» What to produce: For the word "NavigateOptions", search the records and show each line in which it occurs.

» Source data:
□ □ □

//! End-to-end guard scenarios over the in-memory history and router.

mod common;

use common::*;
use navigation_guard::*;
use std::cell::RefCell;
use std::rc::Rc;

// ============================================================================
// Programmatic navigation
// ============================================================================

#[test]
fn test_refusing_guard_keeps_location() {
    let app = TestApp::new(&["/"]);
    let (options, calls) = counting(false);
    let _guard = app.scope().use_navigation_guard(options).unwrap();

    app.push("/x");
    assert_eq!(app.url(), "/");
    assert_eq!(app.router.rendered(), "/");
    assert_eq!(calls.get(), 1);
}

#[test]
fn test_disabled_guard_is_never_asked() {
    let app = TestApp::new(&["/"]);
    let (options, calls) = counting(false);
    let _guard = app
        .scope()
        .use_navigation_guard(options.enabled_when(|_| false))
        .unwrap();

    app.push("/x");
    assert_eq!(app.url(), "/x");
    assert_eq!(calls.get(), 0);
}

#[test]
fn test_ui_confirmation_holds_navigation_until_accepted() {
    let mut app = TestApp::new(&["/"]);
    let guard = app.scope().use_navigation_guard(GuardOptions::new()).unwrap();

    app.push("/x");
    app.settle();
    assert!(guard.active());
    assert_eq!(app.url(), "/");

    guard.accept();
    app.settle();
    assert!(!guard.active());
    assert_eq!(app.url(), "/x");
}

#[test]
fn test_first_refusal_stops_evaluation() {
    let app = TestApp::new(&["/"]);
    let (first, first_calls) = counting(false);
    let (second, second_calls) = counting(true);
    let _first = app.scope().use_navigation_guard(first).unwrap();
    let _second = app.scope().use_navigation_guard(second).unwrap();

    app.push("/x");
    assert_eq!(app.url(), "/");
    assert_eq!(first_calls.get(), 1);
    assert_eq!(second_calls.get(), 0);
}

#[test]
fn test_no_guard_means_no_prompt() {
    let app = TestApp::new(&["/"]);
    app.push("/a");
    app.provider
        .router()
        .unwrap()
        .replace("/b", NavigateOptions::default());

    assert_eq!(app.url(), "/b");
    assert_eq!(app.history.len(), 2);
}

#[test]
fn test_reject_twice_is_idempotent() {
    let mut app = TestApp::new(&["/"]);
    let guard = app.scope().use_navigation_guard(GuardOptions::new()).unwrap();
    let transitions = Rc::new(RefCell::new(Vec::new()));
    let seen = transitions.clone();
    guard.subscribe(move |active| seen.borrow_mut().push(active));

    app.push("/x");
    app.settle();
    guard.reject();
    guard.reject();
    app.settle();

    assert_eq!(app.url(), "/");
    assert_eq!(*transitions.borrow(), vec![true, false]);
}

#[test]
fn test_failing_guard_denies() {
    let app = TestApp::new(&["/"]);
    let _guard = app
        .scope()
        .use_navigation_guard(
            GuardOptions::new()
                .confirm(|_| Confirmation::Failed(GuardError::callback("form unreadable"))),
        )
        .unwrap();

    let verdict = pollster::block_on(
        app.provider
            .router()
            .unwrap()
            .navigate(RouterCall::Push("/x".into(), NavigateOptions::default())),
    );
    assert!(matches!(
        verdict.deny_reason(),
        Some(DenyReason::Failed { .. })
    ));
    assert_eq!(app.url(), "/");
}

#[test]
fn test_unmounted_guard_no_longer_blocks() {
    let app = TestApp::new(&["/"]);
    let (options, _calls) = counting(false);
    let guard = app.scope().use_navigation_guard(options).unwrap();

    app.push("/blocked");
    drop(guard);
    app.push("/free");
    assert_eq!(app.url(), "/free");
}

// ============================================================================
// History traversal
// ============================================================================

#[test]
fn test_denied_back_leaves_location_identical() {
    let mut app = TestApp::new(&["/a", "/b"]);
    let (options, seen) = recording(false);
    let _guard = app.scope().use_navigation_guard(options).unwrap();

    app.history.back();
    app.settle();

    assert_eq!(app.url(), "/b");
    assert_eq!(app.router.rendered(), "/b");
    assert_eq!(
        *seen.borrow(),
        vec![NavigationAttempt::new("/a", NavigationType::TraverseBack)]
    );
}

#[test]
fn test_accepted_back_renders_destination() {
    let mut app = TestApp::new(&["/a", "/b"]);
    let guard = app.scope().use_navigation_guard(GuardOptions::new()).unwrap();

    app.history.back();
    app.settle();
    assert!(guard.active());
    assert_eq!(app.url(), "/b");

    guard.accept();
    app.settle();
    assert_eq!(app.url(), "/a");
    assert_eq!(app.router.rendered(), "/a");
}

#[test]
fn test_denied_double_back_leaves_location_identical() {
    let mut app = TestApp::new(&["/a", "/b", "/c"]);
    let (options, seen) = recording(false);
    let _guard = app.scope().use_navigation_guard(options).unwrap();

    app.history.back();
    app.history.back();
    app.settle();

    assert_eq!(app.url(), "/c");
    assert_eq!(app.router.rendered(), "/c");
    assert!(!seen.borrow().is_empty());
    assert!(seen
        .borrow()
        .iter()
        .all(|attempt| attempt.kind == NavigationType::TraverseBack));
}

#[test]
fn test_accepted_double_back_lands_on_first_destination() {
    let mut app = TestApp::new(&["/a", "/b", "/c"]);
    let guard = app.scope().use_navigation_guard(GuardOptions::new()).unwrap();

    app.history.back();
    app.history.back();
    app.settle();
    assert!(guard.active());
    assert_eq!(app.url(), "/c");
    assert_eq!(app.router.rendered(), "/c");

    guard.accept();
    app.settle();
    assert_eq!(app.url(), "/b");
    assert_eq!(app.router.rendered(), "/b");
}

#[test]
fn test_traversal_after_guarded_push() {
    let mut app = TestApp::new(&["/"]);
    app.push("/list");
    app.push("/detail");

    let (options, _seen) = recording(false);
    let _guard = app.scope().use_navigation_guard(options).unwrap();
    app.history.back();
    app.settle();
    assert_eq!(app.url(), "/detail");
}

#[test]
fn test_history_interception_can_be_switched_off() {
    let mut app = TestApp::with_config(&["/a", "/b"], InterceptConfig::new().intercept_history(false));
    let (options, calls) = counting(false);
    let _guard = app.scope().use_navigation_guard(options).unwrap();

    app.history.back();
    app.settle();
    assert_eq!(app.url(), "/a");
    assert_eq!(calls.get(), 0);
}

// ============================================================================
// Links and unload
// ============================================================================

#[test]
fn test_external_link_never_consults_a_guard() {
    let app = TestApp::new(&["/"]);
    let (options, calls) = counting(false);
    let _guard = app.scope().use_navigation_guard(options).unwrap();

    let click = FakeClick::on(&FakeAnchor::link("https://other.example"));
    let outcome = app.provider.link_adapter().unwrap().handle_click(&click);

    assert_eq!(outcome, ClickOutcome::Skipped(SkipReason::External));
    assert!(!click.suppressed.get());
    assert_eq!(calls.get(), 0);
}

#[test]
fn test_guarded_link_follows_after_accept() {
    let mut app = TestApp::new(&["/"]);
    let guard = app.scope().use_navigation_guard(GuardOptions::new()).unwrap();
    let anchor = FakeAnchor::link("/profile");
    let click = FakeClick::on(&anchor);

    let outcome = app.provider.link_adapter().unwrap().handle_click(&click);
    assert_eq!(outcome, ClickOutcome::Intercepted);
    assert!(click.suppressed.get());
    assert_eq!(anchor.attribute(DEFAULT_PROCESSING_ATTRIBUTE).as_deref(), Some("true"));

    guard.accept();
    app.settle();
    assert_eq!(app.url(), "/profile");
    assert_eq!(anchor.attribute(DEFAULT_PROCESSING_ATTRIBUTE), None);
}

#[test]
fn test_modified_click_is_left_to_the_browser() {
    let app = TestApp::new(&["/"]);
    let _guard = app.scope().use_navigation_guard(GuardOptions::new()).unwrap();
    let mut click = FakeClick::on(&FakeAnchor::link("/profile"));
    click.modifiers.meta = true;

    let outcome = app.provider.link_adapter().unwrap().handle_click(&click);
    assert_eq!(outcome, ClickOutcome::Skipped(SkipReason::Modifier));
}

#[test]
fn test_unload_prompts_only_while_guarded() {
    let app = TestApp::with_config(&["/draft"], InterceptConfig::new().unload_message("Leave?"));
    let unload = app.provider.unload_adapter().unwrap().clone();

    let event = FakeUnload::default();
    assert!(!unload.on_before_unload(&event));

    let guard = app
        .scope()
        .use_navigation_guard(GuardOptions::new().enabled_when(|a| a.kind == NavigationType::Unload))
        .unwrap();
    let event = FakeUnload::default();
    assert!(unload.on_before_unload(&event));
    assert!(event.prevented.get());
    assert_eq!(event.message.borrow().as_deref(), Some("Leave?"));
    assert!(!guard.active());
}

□ □ □

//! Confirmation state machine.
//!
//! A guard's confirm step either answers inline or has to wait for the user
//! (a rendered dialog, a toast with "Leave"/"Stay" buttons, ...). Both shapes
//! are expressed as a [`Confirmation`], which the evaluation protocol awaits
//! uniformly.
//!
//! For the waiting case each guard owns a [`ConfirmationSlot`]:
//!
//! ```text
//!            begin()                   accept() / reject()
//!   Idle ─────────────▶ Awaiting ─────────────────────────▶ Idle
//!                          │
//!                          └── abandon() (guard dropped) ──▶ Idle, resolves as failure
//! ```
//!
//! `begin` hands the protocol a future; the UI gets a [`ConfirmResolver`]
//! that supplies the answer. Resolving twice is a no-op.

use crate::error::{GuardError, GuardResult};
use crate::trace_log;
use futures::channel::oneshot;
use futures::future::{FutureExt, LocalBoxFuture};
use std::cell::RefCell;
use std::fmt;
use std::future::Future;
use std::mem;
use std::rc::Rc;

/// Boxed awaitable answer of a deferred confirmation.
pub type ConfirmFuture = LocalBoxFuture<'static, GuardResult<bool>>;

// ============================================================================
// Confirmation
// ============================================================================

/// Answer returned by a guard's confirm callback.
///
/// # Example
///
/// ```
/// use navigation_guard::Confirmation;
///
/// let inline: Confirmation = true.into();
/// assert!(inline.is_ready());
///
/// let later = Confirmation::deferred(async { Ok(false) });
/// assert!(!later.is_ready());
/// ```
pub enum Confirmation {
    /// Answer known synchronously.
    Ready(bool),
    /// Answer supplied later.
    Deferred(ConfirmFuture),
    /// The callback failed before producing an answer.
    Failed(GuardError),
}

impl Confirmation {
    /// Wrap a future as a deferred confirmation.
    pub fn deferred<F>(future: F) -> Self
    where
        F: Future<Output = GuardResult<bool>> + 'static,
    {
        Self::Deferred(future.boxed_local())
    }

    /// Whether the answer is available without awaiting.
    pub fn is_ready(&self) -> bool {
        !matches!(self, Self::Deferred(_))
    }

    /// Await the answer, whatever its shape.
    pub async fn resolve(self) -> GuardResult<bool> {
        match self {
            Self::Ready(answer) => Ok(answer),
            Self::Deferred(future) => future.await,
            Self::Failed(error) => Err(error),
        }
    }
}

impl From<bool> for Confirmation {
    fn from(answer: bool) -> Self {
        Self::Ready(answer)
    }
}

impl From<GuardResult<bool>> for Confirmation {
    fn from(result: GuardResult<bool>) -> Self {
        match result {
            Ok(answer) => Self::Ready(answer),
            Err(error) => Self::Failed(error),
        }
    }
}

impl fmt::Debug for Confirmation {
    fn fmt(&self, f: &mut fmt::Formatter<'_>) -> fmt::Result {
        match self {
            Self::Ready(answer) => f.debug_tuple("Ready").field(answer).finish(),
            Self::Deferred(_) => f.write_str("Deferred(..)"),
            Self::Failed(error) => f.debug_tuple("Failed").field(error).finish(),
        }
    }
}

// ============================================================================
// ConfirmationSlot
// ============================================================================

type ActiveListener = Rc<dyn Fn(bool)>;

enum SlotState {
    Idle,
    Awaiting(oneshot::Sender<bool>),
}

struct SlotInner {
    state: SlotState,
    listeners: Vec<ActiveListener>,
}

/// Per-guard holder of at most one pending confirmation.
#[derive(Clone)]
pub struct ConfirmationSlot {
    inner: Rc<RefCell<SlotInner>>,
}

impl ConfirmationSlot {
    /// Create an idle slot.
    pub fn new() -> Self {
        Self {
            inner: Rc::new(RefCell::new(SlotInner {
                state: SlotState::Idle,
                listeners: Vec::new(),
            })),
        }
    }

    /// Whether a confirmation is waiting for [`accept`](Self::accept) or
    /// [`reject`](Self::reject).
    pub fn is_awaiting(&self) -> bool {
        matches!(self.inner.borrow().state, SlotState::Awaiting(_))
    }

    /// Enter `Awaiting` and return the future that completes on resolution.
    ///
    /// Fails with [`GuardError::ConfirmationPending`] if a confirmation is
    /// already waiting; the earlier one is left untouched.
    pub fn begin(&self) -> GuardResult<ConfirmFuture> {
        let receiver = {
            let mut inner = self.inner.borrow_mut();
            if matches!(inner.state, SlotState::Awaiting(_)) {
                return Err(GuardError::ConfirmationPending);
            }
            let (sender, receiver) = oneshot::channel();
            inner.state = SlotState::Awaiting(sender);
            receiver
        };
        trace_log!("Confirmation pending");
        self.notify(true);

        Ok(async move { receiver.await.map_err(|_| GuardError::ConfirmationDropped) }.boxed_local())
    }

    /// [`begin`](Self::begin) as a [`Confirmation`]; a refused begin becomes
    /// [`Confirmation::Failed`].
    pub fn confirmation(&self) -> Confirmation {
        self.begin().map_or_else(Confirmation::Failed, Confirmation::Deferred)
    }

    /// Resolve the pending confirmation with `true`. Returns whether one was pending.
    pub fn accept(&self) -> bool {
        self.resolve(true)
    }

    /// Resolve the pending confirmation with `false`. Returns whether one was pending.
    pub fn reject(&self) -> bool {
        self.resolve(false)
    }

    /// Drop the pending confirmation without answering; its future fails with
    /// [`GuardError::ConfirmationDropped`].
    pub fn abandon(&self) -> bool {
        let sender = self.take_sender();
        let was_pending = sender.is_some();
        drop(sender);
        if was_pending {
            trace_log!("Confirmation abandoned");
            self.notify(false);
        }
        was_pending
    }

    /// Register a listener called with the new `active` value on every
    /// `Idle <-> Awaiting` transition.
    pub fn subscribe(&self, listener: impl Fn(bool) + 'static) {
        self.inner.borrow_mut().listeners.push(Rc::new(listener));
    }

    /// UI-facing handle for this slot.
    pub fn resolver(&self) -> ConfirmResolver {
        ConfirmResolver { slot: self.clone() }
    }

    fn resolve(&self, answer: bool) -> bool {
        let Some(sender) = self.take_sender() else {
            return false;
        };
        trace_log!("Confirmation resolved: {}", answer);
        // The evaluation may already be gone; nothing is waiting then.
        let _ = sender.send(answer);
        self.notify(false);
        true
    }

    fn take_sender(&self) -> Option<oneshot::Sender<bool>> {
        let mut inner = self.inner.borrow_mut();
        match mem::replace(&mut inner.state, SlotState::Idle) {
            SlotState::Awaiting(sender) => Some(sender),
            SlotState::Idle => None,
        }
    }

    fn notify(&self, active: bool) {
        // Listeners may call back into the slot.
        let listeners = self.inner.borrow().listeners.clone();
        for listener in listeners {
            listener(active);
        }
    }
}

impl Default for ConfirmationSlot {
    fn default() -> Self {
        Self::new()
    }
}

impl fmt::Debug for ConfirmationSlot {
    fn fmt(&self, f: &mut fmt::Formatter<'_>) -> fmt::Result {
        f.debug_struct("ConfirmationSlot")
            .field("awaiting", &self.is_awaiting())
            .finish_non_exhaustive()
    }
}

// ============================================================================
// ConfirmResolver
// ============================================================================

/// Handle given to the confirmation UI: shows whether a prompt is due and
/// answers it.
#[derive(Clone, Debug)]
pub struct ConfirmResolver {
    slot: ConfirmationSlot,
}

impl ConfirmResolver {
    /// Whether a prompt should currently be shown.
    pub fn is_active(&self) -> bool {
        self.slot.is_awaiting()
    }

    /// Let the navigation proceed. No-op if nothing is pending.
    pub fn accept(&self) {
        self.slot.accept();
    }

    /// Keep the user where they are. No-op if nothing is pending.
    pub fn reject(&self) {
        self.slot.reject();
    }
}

□ □ □

» Response to the task:
        .replace("/b", NavigateOptions::default());
            .navigate(RouterCall::Push("/x".into(), NavigateOptions::default())),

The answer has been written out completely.